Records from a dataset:
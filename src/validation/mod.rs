//! Validation of COCO documents.
//!
//! Checks a finished document for:
//! - Structural integrity (unique content ids, valid references)
//! - Data quality (non-empty names, positive dimensions)
//! - Geometric validity (finite positive boxes, consistent area, within image bounds)
//!
//! Content ids are truncated digests, so duplicate-id errors here mean
//! two distinct keys collided.

mod report;

pub use report::{IssueCode, IssueContext, Severity, ValidationIssue, ValidationReport};

use std::collections::{HashMap, HashSet};

use crate::ir::{AnnotationId, BBoxXYXY, CategoryId, CocoDocument, ImageId, LicenseId};

/// Options for validation behavior.
#[derive(Clone, Debug, Default)]
pub struct ValidateOptions {
    /// If true, treat warnings as errors.
    pub strict: bool,
}

/// Area may differ from `width * height` by this much before it is flagged.
const AREA_TOLERANCE: f64 = 1e-6;

/// Boxes may overhang the image by this many pixels.
const BOUNDS_TOLERANCE: f64 = 0.5;

/// Validates a document and returns a report of all issues found.
pub fn validate_document(document: &CocoDocument, _opts: &ValidateOptions) -> ValidationReport {
    let mut report = ValidationReport::new();

    validate_images(document, &mut report);
    validate_categories(document, &mut report);
    validate_annotations(document, &mut report);

    report
}

fn validate_images(document: &CocoDocument, report: &mut ValidationReport) {
    let license_ids: HashSet<LicenseId> = document.licenses.iter().map(|l| l.id).collect();
    let mut seen_ids: HashMap<ImageId, &str> = HashMap::new();
    let mut seen_names: HashSet<&str> = HashSet::new();

    for image in &document.images {
        let id = image.id.as_u64();

        if let Some(first) = seen_ids.get(&image.id) {
            report.add(ValidationIssue::error(
                IssueCode::DuplicateImageId,
                format!(
                    "Image ID {} shared by '{}' and '{}'",
                    id, first, image.file_name
                ),
                IssueContext::Image { id },
            ));
        } else {
            seen_ids.insert(image.id, &image.file_name);
        }

        if image.width == 0 || image.height == 0 {
            report.add(ValidationIssue::error(
                IssueCode::InvalidImageDimensions,
                format!(
                    "Invalid dimensions {}x{} (must be positive)",
                    image.width, image.height
                ),
                IssueContext::Image { id },
            ));
        }

        if image.file_name.is_empty() {
            report.add(ValidationIssue::warning(
                IssueCode::EmptyFileName,
                "Empty filename",
                IssueContext::Image { id },
            ));
        } else if !seen_names.insert(&image.file_name) {
            report.add(ValidationIssue::warning(
                IssueCode::DuplicateFileName,
                format!("File name '{}' listed more than once", image.file_name),
                IssueContext::Image { id },
            ));
        }

        if !license_ids.contains(&image.license) {
            report.add(ValidationIssue::warning(
                IssueCode::MissingLicenseRef,
                format!("References non-existent license {}", image.license),
                IssueContext::Image { id },
            ));
        }
    }
}

fn validate_categories(document: &CocoDocument, report: &mut ValidationReport) {
    let mut seen_ids: HashMap<CategoryId, &str> = HashMap::new();
    let mut seen_names: HashMap<&str, CategoryId> = HashMap::new();

    for category in &document.categories {
        let id = category.id.as_u64();

        if let Some(first) = seen_ids.get(&category.id) {
            report.add(ValidationIssue::error(
                IssueCode::DuplicateCategoryId,
                format!(
                    "Category ID {} shared by '{}' and '{}'",
                    id, first, category.name
                ),
                IssueContext::Category { id },
            ));
        } else {
            seen_ids.insert(category.id, &category.name);
        }

        if category.name.is_empty() {
            report.add(ValidationIssue::warning(
                IssueCode::EmptyCategoryName,
                "Empty category name",
                IssueContext::Category { id },
            ));
        } else if let Some(first_id) = seen_names.get(category.name.as_str()) {
            report.add(ValidationIssue::warning(
                IssueCode::DuplicateCategoryName,
                format!(
                    "Duplicate category name '{}' (also used by category {})",
                    category.name, first_id
                ),
                IssueContext::Category { id },
            ));
        } else {
            seen_names.insert(&category.name, category.id);
        }
    }
}

fn validate_annotations(document: &CocoDocument, report: &mut ValidationReport) {
    let image_dims: HashMap<ImageId, (u32, u32)> = document
        .images
        .iter()
        .map(|i| (i.id, (i.width, i.height)))
        .collect();
    let category_ids: HashSet<CategoryId> = document.categories.iter().map(|c| c.id).collect();
    let mut seen_ids: HashMap<AnnotationId, usize> = HashMap::new();

    for (idx, annotation) in document.annotations.iter().enumerate() {
        let id = annotation.id.as_u64();

        if let Some(first_idx) = seen_ids.get(&annotation.id) {
            report.add(ValidationIssue::error(
                IssueCode::DuplicateAnnotationId,
                format!(
                    "Duplicate annotation ID {} (first seen at index {})",
                    id, first_idx
                ),
                IssueContext::Annotation { id },
            ));
        } else {
            seen_ids.insert(annotation.id, idx);
        }

        if !image_dims.contains_key(&annotation.image_id) {
            report.add(ValidationIssue::error(
                IssueCode::MissingImageRef,
                format!("References non-existent image {}", annotation.image_id),
                IssueContext::Annotation { id },
            ));
        }

        if !category_ids.contains(&annotation.category_id) {
            report.add(ValidationIssue::error(
                IssueCode::MissingCategoryRef,
                format!(
                    "References non-existent category {}",
                    annotation.category_id
                ),
                IssueContext::Annotation { id },
            ));
        }

        let [x, y, w, h] = annotation.bbox;
        let bbox = BBoxXYXY::from_xywh(x, y, w, h);

        if !bbox.is_finite() {
            report.add(ValidationIssue::error(
                IssueCode::BBoxNotFinite,
                format!("Non-finite bbox [{}, {}, {}, {}]", x, y, w, h),
                IssueContext::Annotation { id },
            ));
            continue;
        }

        if !bbox.has_positive_extent() {
            report.add(ValidationIssue::error(
                IssueCode::BBoxNonPositiveExtent,
                format!("Non-positive extent: width {}, height {}", w, h),
                IssueContext::Annotation { id },
            ));
        }

        if (annotation.area - w * h).abs() > AREA_TOLERANCE {
            report.add(ValidationIssue::warning(
                IssueCode::AreaMismatch,
                format!(
                    "Area {} does not match bbox extent {} x {}",
                    annotation.area, w, h
                ),
                IssueContext::Annotation { id },
            ));
        }

        if let Some(&(width, height)) = image_dims.get(&annotation.image_id) {
            if x < -BOUNDS_TOLERANCE
                || y < -BOUNDS_TOLERANCE
                || x + w > width as f64 + BOUNDS_TOLERANCE
                || y + h > height as f64 + BOUNDS_TOLERANCE
            {
                report.add(ValidationIssue::warning(
                    IssueCode::BBoxOutOfBounds,
                    format!(
                        "Bounding box [{:.1}, {:.1}, {:.1}, {:.1}] extends outside image bounds (0, 0, {}, {})",
                        x, y, w, h, width, height
                    ),
                    IssueContext::Annotation { id },
                ));
            }
        }
    }
}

PROMPT:
With nothing added or left out, print the data again.

SOLUTION TO THE EXERCISE:
filename src/validation/mod.rs
//! Validation of COCO documents.
//!
//! Checks a finished document for:
//! - Structural integrity (unique content ids, valid references)
//! - Data quality (non-empty names, positive dimensions)
//! - Geometric validity (finite positive boxes, consistent area, within image bounds)
//!
//! Content ids are truncated digests, so duplicate-id errors here mean
//! two distinct keys collided.

mod report;

pub use report::{IssueCode, IssueContext, Severity, ValidationIssue, ValidationReport};

use std::collections::{HashMap, HashSet};

use crate::ir::{AnnotationId, BBoxXYXY, CategoryId, CocoDocument, ImageId, LicenseId};

/// Options for validation behavior.
#[derive(Clone, Debug, Default)]
pub struct ValidateOptions {
    /// If true, treat warnings as errors.
    pub strict: bool,
}

/// Area may differ from `width * height` by this much before it is flagged.
const AREA_TOLERANCE: f64 = 1e-6;

/// Boxes may overhang the image by this many pixels.
const BOUNDS_TOLERANCE: f64 = 0.5;

/// Validates a document and returns a report of all issues found.
pub fn validate_document(document: &CocoDocument, _opts: &ValidateOptions) -> ValidationReport {
    let mut report = ValidationReport::new();

    validate_images(document, &mut report);
    validate_categories(document, &mut report);
    validate_annotations(document, &mut report);

    report
}

fn validate_images(document: &CocoDocument, report: &mut ValidationReport) {
    let license_ids: HashSet<LicenseId> = document.licenses.iter().map(|l| l.id).collect();
    let mut seen_ids: HashMap<ImageId, &str> = HashMap::new();
    let mut seen_names: HashSet<&str> = HashSet::new();

    for image in &document.images {
        let id = image.id.as_u64();

        if let Some(first) = seen_ids.get(&image.id) {
            report.add(ValidationIssue::error(
                IssueCode::DuplicateImageId,
                format!(
                    "Image ID {} shared by '{}' and '{}'",
                    id, first, image.file_name
                ),
                IssueContext::Image { id },
            ));
        } else {
            seen_ids.insert(image.id, &image.file_name);
        }

        if image.width == 0 || image.height == 0 {
            report.add(ValidationIssue::error(
                IssueCode::InvalidImageDimensions,
                format!(
                    "Invalid dimensions {}x{} (must be positive)",
                    image.width, image.height
                ),
                IssueContext::Image { id },
            ));
        }

        if image.file_name.is_empty() {
            report.add(ValidationIssue::warning(
                IssueCode::EmptyFileName,
                "Empty filename",
                IssueContext::Image { id },
            ));
        } else if !seen_names.insert(&image.file_name) {
            report.add(ValidationIssue::warning(
                IssueCode::DuplicateFileName,
                format!("File name '{}' listed more than once", image.file_name),
                IssueContext::Image { id },
            ));
        }

        if !license_ids.contains(&image.license) {
            report.add(ValidationIssue::warning(
                IssueCode::MissingLicenseRef,
                format!("References non-existent license {}", image.license),
                IssueContext::Image { id },
            ));
        }
    }
}

fn validate_categories(document: &CocoDocument, report: &mut ValidationReport) {
    let mut seen_ids: HashMap<CategoryId, &str> = HashMap::new();
    let mut seen_names: HashMap<&str, CategoryId> = HashMap::new();

    for category in &document.categories {
        let id = category.id.as_u64();

        if let Some(first) = seen_ids.get(&category.id) {
            report.add(ValidationIssue::error(
                IssueCode::DuplicateCategoryId,
                format!(
                    "Category ID {} shared by '{}' and '{}'",
                    id, first, category.name
                ),
                IssueContext::Category { id },
            ));
        } else {
            seen_ids.insert(category.id, &category.name);
        }

        if category.name.is_empty() {
            report.add(ValidationIssue::warning(
                IssueCode::EmptyCategoryName,
                "Empty category name",
                IssueContext::Category { id },
            ));
        } else if let Some(first_id) = seen_names.get(category.name.as_str()) {
            report.add(ValidationIssue::warning(
                IssueCode::DuplicateCategoryName,
                format!(
                    "Duplicate category name '{}' (also used by category {})",
                    category.name, first_id
                ),
                IssueContext::Category { id },
            ));
        } else {
            seen_names.insert(&category.name, category.id);
        }
    }
}

fn validate_annotations(document: &CocoDocument, report: &mut ValidationReport) {
    let image_dims: HashMap<ImageId, (u32, u32)> = document
        .images
        .iter()
        .map(|i| (i.id, (i.width, i.height)))
        .collect();
    let category_ids: HashSet<CategoryId> = document.categories.iter().map(|c| c.id).collect();
    let mut seen_ids: HashMap<AnnotationId, usize> = HashMap::new();

    for (idx, annotation) in document.annotations.iter().enumerate() {
        let id = annotation.id.as_u64();

        if let Some(first_idx) = seen_ids.get(&annotation.id) {
            report.add(ValidationIssue::error(
                IssueCode::DuplicateAnnotationId,
                format!(
                    "Duplicate annotation ID {} (first seen at index {})",
                    id, first_idx
                ),
                IssueContext::Annotation { id },
            ));
        } else {
            seen_ids.insert(annotation.id, idx);
        }

        if !image_dims.contains_key(&annotation.image_id) {
            report.add(ValidationIssue::error(
                IssueCode::MissingImageRef,
                format!("References non-existent image {}", annotation.image_id),
                IssueContext::Annotation { id },
            ));
        }

        if !category_ids.contains(&annotation.category_id) {
            report.add(ValidationIssue::error(
                IssueCode::MissingCategoryRef,
                format!(
                    "References non-existent category {}",
                    annotation.category_id
                ),
                IssueContext::Annotation { id },
            ));
        }

        let [x, y, w, h] = annotation.bbox;
        let bbox = BBoxXYXY::from_xywh(x, y, w, h);

        if !bbox.is_finite() {
            report.add(ValidationIssue::error(
                IssueCode::BBoxNotFinite,
                format!("Non-finite bbox [{}, {}, {}, {}]", x, y, w, h),
                IssueContext::Annotation { id },
            ));
            continue;
        }

        if !bbox.has_positive_extent() {
            report.add(ValidationIssue::error(
                IssueCode::BBoxNonPositiveExtent,
                format!("Non-positive extent: width {}, height {}", w, h),
                IssueContext::Annotation { id },
            ));
        }

        if (annotation.area - w * h).abs() > AREA_TOLERANCE {
            report.add(ValidationIssue::warning(
                IssueCode::AreaMismatch,
                format!(
                    "Area {} does not match bbox extent {} x {}",
                    annotation.area, w, h
                ),
                IssueContext::Annotation { id },
            ));
        }

        if let Some(&(width, height)) = image_dims.get(&annotation.image_id) {
            if x < -BOUNDS_TOLERANCE
                || y < -BOUNDS_TOLERANCE
                || x + w > width as f64 + BOUNDS_TOLERANCE
                || y + h > height as f64 + BOUNDS_TOLERANCE
            {
                report.add(ValidationIssue::warning(
                    IssueCode::BBoxOutOfBounds,
                    format!(
                        "Bounding box [{:.1}, {:.1}, {:.1}, {:.1}] extends outside image bounds (0, 0, {}, {})",
                        x, y, w, h, width, height
                    ),
                    IssueContext::Annotation { id },
                ));
            }
        }
    }
}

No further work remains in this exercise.